__Supplied data__
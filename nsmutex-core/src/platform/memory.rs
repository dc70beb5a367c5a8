//! In-Process Named Objects with Fault Injection
//!
//! `MemoryPlatform` keeps namespaces and mutexes in a shared table so the
//! runtime's retry and failure paths can be driven deterministically:
//!
//! - [`precreate_namespace`](MemoryPlatform::precreate_namespace) stands in
//!   for another process that won the creation race
//! - [`vanish_on_open`](MemoryPlatform::vanish_on_open) reproduces the
//!   window where a namespace is observed but torn down before it opens
//! - [`abandon`](MemoryPlatform::abandon) drops ownership the way a dying
//!   owner does, without a release
//! - `fail_next_*` inject one-shot system errors
//!
//! Clones share the same table, so a test keeps one clone for inspection
//! while the runtime owns another.

use super::{BoundaryDescriptor, NamespacePlatform, PlatformResult, WaitOutcome};
use crate::error::SystemError;
use crate::naming::ObjectName;
use std::collections::HashMap;
use std::sync::{Arc, Condvar, Mutex, MutexGuard, PoisonError};
use tracing::trace;

/// Per-operation call counters.
#[derive(Debug, Clone, Default, PartialEq, Eq)]
pub struct MemoryCalls {
    /// `create_namespace` calls
    pub create_namespace: usize,
    /// `open_namespace` calls
    pub open_namespace: usize,
    /// `create_or_open_mutex` calls
    pub create_mutex: usize,
    /// `wait_acquire` calls
    pub wait: usize,
    /// `release` calls
    pub release: usize,
    /// `close` calls on never-acquired handles
    pub close: usize,
}

#[derive(Debug, Default)]
struct MutexSlot {
    owner: Option<u64>,
    abandoned: bool,
}

#[derive(Debug, Default)]
struct State {
    namespaces: HashMap<String, BoundaryDescriptor>,
    mutexes: HashMap<String, MutexSlot>,
    vanishing_opens: u32,
    create_namespace_error: Option<SystemError>,
    open_namespace_error: Option<SystemError>,
    create_mutex_error: Option<SystemError>,
    wait_error: Option<SystemError>,
    calls: MemoryCalls,
    next_token: u64,
}

#[derive(Debug, Default)]
struct Shared {
    state: Mutex<State>,
    released: Condvar,
}

/// Local handle to an in-memory named mutex.
#[derive(Debug)]
pub struct MemoryMutex {
    name: String,
    token: u64,
}

impl MemoryMutex {
    /// Fully qualified name of the mutex.
    pub fn name(&self) -> &str {
        &self.name
    }
}

/// In-process implementation of [`NamespacePlatform`].
#[derive(Debug, Clone, Default)]
pub struct MemoryPlatform {
    shared: Arc<Shared>,
}

impl MemoryPlatform {
    /// Create an empty object table.
    pub fn new() -> Self {
        Self::default()
    }

    fn state(&self) -> MutexGuard<'_, State> {
        self.shared
            .state
            .lock()
            .unwrap_or_else(PoisonError::into_inner)
    }

    /// Create a namespace as if another process had done it.
    pub fn precreate_namespace(&self, boundary: &BoundaryDescriptor, name: &str) {
        self.state()
            .namespaces
            .insert(name.to_owned(), boundary.clone());
    }

    /// Remove a namespace, as its last holder going away would.
    pub fn remove_namespace(&self, name: &str) -> bool {
        self.state().namespaces.remove(name).is_some()
    }

    /// Make the next `count` opens fail with `PathNotFound`.
    pub fn vanish_on_open(&self, count: u32) {
        self.state().vanishing_opens = count;
    }

    /// Fail the next `create_namespace` call with `err`.
    pub fn fail_next_create_namespace(&self, err: SystemError) {
        self.state().create_namespace_error = Some(err);
    }

    /// Fail the next `open_namespace` call with `err`.
    pub fn fail_next_open_namespace(&self, err: SystemError) {
        self.state().open_namespace_error = Some(err);
    }

    /// Fail the next `create_or_open_mutex` call with `err`.
    pub fn fail_next_create_mutex(&self, err: SystemError) {
        self.state().create_mutex_error = Some(err);
    }

    /// Fail the next `wait_acquire` call with `err`.
    pub fn fail_next_wait(&self, err: SystemError) {
        self.state().wait_error = Some(err);
    }

    /// Drop ownership without releasing, as a terminated owner would.
    ///
    /// The next waiter observes [`WaitOutcome::Abandoned`].
    pub fn abandon(&self, mutex: MemoryMutex) {
        let mut state = self.state();
        if let Some(slot) = state.mutexes.get_mut(&mutex.name) {
            if slot.owner == Some(mutex.token) {
                slot.owner = None;
                slot.abandoned = true;
            }
        }
        drop(state);
        self.shared.released.notify_all();
    }

    /// Whether any handle currently owns `name`.
    pub fn is_owned(&self, name: &ObjectName) -> bool {
        self.state()
            .mutexes
            .get(&name.to_string())
            .map_or(false, |slot| slot.owner.is_some())
    }

    /// Whether a namespace called `name` exists.
    pub fn has_namespace(&self, name: &str) -> bool {
        self.state().namespaces.contains_key(name)
    }

    /// Snapshot of the call counters.
    pub fn calls(&self) -> MemoryCalls {
        self.state().calls.clone()
    }
}

impl NamespacePlatform for MemoryPlatform {
    type Mutex = MemoryMutex;

    fn create_namespace(&self, boundary: &BoundaryDescriptor, name: &str) -> PlatformResult<()> {
        let mut state = self.state();
        state.calls.create_namespace += 1;
        if let Some(err) = state.create_namespace_error.take() {
            return Err(err);
        }
        if state.namespaces.contains_key(name) {
            return Err(SystemError::AlreadyExists);
        }
        state.namespaces.insert(name.to_owned(), boundary.clone());
        trace!(namespace = name, "Created in-memory namespace");
        Ok(())
    }

    fn open_namespace(&self, boundary: &BoundaryDescriptor, name: &str) -> PlatformResult<()> {
        let mut state = self.state();
        state.calls.open_namespace += 1;
        if let Some(err) = state.open_namespace_error.take() {
            return Err(err);
        }
        if state.vanishing_opens > 0 {
            state.vanishing_opens -= 1;
            return Err(SystemError::PathNotFound);
        }
        match state.namespaces.get(name) {
            Some(existing) if existing == boundary => Ok(()),
            Some(_) => Err(SystemError::AccessDenied),
            None => Err(SystemError::PathNotFound),
        }
    }

    fn create_or_open_mutex(&self, name: &ObjectName) -> PlatformResult<Self::Mutex> {
        let mut state = self.state();
        state.calls.create_mutex += 1;
        if let Some(err) = state.create_mutex_error.take() {
            return Err(err);
        }
        if !state.namespaces.contains_key(name.namespace()) {
            return Err(SystemError::PathNotFound);
        }
        let key = name.to_string();
        state.mutexes.entry(key.clone()).or_default();
        state.next_token += 1;
        Ok(MemoryMutex {
            name: key,
            token: state.next_token,
        })
    }

    fn wait_acquire(&self, mutex: &Self::Mutex) -> PlatformResult<WaitOutcome> {
        let mut state = self.state();
        state.calls.wait += 1;
        if let Some(err) = state.wait_error.take() {
            return Err(err);
        }
        loop {
            let slot = state.mutexes.entry(mutex.name.clone()).or_default();
            if slot.owner.is_none() {
                slot.owner = Some(mutex.token);
                let outcome = if std::mem::take(&mut slot.abandoned) {
                    WaitOutcome::Abandoned
                } else {
                    WaitOutcome::Acquired
                };
                return Ok(outcome);
            }
            state = self
                .shared
                .released
                .wait(state)
                .unwrap_or_else(PoisonError::into_inner);
        }
    }

    fn release(&self, mutex: Self::Mutex) {
        let mut state = self.state();
        state.calls.release += 1;
        if let Some(slot) = state.mutexes.get_mut(&mutex.name) {
            if slot.owner == Some(mutex.token) {
                slot.owner = None;
            }
        }
        drop(state);
        self.shared.released.notify_all();
    }

    fn close(&self, mutex: Self::Mutex) {
        self.state().calls.close += 1;
        drop(mutex);
    }
}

__What you should do__
All of the material should be copied verbatim.

__The completed task__
filename nsmutex-core/src/platform/memory.rs
repository dc70beb5a367c5a8
//! In-Process Named Objects with Fault Injection
//!
//! `MemoryPlatform` keeps namespaces and mutexes in a shared table so the
//! runtime's retry and failure paths can be driven deterministically:
//!
//! - [`precreate_namespace`](MemoryPlatform::precreate_namespace) stands in
//!   for another process that won the creation race
//! - [`vanish_on_open`](MemoryPlatform::vanish_on_open) reproduces the
//!   window where a namespace is observed but torn down before it opens
//! - [`abandon`](MemoryPlatform::abandon) drops ownership the way a dying
//!   owner does, without a release
//! - `fail_next_*` inject one-shot system errors
//!
//! Clones share the same table, so a test keeps one clone for inspection
//! while the runtime owns another.

use super::{BoundaryDescriptor, NamespacePlatform, PlatformResult, WaitOutcome};
use crate::error::SystemError;
use crate::naming::ObjectName;
use std::collections::HashMap;
use std::sync::{Arc, Condvar, Mutex, MutexGuard, PoisonError};
use tracing::trace;

/// Per-operation call counters.
#[derive(Debug, Clone, Default, PartialEq, Eq)]
pub struct MemoryCalls {
    /// `create_namespace` calls
    pub create_namespace: usize,
    /// `open_namespace` calls
    pub open_namespace: usize,
    /// `create_or_open_mutex` calls
    pub create_mutex: usize,
    /// `wait_acquire` calls
    pub wait: usize,
    /// `release` calls
    pub release: usize,
    /// `close` calls on never-acquired handles
    pub close: usize,
}

#[derive(Debug, Default)]
struct MutexSlot {
    owner: Option<u64>,
    abandoned: bool,
}

#[derive(Debug, Default)]
struct State {
    namespaces: HashMap<String, BoundaryDescriptor>,
    mutexes: HashMap<String, MutexSlot>,
    vanishing_opens: u32,
    create_namespace_error: Option<SystemError>,
    open_namespace_error: Option<SystemError>,
    create_mutex_error: Option<SystemError>,
    wait_error: Option<SystemError>,
    calls: MemoryCalls,
    next_token: u64,
}

#[derive(Debug, Default)]
struct Shared {
    state: Mutex<State>,
    released: Condvar,
}

/// Local handle to an in-memory named mutex.
#[derive(Debug)]
pub struct MemoryMutex {
    name: String,
    token: u64,
}

impl MemoryMutex {
    /// Fully qualified name of the mutex.
    pub fn name(&self) -> &str {
        &self.name
    }
}

/// In-process implementation of [`NamespacePlatform`].
#[derive(Debug, Clone, Default)]
pub struct MemoryPlatform {
    shared: Arc<Shared>,
}

impl MemoryPlatform {
    /// Create an empty object table.
    pub fn new() -> Self {
        Self::default()
    }

    fn state(&self) -> MutexGuard<'_, State> {
        self.shared
            .state
            .lock()
            .unwrap_or_else(PoisonError::into_inner)
    }

    /// Create a namespace as if another process had done it.
    pub fn precreate_namespace(&self, boundary: &BoundaryDescriptor, name: &str) {
        self.state()
            .namespaces
            .insert(name.to_owned(), boundary.clone());
    }

    /// Remove a namespace, as its last holder going away would.
    pub fn remove_namespace(&self, name: &str) -> bool {
        self.state().namespaces.remove(name).is_some()
    }

    /// Make the next `count` opens fail with `PathNotFound`.
    pub fn vanish_on_open(&self, count: u32) {
        self.state().vanishing_opens = count;
    }

    /// Fail the next `create_namespace` call with `err`.
    pub fn fail_next_create_namespace(&self, err: SystemError) {
        self.state().create_namespace_error = Some(err);
    }

    /// Fail the next `open_namespace` call with `err`.
    pub fn fail_next_open_namespace(&self, err: SystemError) {
        self.state().open_namespace_error = Some(err);
    }

    /// Fail the next `create_or_open_mutex` call with `err`.
    pub fn fail_next_create_mutex(&self, err: SystemError) {
        self.state().create_mutex_error = Some(err);
    }

    /// Fail the next `wait_acquire` call with `err`.
    pub fn fail_next_wait(&self, err: SystemError) {
        self.state().wait_error = Some(err);
    }

    /// Drop ownership without releasing, as a terminated owner would.
    ///
    /// The next waiter observes [`WaitOutcome::Abandoned`].
    pub fn abandon(&self, mutex: MemoryMutex) {
        let mut state = self.state();
        if let Some(slot) = state.mutexes.get_mut(&mutex.name) {
            if slot.owner == Some(mutex.token) {
                slot.owner = None;
                slot.abandoned = true;
            }
        }
        drop(state);
        self.shared.released.notify_all();
    }

    /// Whether any handle currently owns `name`.
    pub fn is_owned(&self, name: &ObjectName) -> bool {
        self.state()
            .mutexes
            .get(&name.to_string())
            .map_or(false, |slot| slot.owner.is_some())
    }

    /// Whether a namespace called `name` exists.
    pub fn has_namespace(&self, name: &str) -> bool {
        self.state().namespaces.contains_key(name)
    }

    /// Snapshot of the call counters.
    pub fn calls(&self) -> MemoryCalls {
        self.state().calls.clone()
    }
}

impl NamespacePlatform for MemoryPlatform {
    type Mutex = MemoryMutex;

    fn create_namespace(&self, boundary: &BoundaryDescriptor, name: &str) -> PlatformResult<()> {
        let mut state = self.state();
        state.calls.create_namespace += 1;
        if let Some(err) = state.create_namespace_error.take() {
            return Err(err);
        }
        if state.namespaces.contains_key(name) {
            return Err(SystemError::AlreadyExists);
        }
        state.namespaces.insert(name.to_owned(), boundary.clone());
        trace!(namespace = name, "Created in-memory namespace");
        Ok(())
    }

    fn open_namespace(&self, boundary: &BoundaryDescriptor, name: &str) -> PlatformResult<()> {
        let mut state = self.state();
        state.calls.open_namespace += 1;
        if let Some(err) = state.open_namespace_error.take() {
            return Err(err);
        }
        if state.vanishing_opens > 0 {
            state.vanishing_opens -= 1;
            return Err(SystemError::PathNotFound);
        }
        match state.namespaces.get(name) {
            Some(existing) if existing == boundary => Ok(()),
            Some(_) => Err(SystemError::AccessDenied),
            None => Err(SystemError::PathNotFound),
        }
    }

    fn create_or_open_mutex(&self, name: &ObjectName) -> PlatformResult<Self::Mutex> {
        let mut state = self.state();
        state.calls.create_mutex += 1;
        if let Some(err) = state.create_mutex_error.take() {
            return Err(err);
        }
        if !state.namespaces.contains_key(name.namespace()) {
            return Err(SystemError::PathNotFound);
        }
        let key = name.to_string();
        state.mutexes.entry(key.clone()).or_default();
        state.next_token += 1;
        Ok(MemoryMutex {
            name: key,
            token: state.next_token,
        })
    }

    fn wait_acquire(&self, mutex: &Self::Mutex) -> PlatformResult<WaitOutcome> {
        let mut state = self.state();
        state.calls.wait += 1;
        if let Some(err) = state.wait_error.take() {
            return Err(err);
        }
        loop {
            let slot = state.mutexes.entry(mutex.name.clone()).or_default();
            if slot.owner.is_none() {
                slot.owner = Some(mutex.token);
                let outcome = if std::mem::take(&mut slot.abandoned) {
                    WaitOutcome::Abandoned
                } else {
                    WaitOutcome::Acquired
                };
                return Ok(outcome);
            }
            state = self
                .shared
                .released
                .wait(state)
                .unwrap_or_else(PoisonError::into_inner);
        }
    }

    fn release(&self, mutex: Self::Mutex) {
        let mut state = self.state();
        state.calls.release += 1;
        if let Some(slot) = state.mutexes.get_mut(&mutex.name) {
            if slot.owner == Some(mutex.token) {
                slot.owner = None;
            }
        }
        drop(state);
        self.shared.released.notify_all();
    }

    fn close(&self, mutex: Self::Mutex) {
        self.state().calls.close += 1;
        drop(mutex);
    }
}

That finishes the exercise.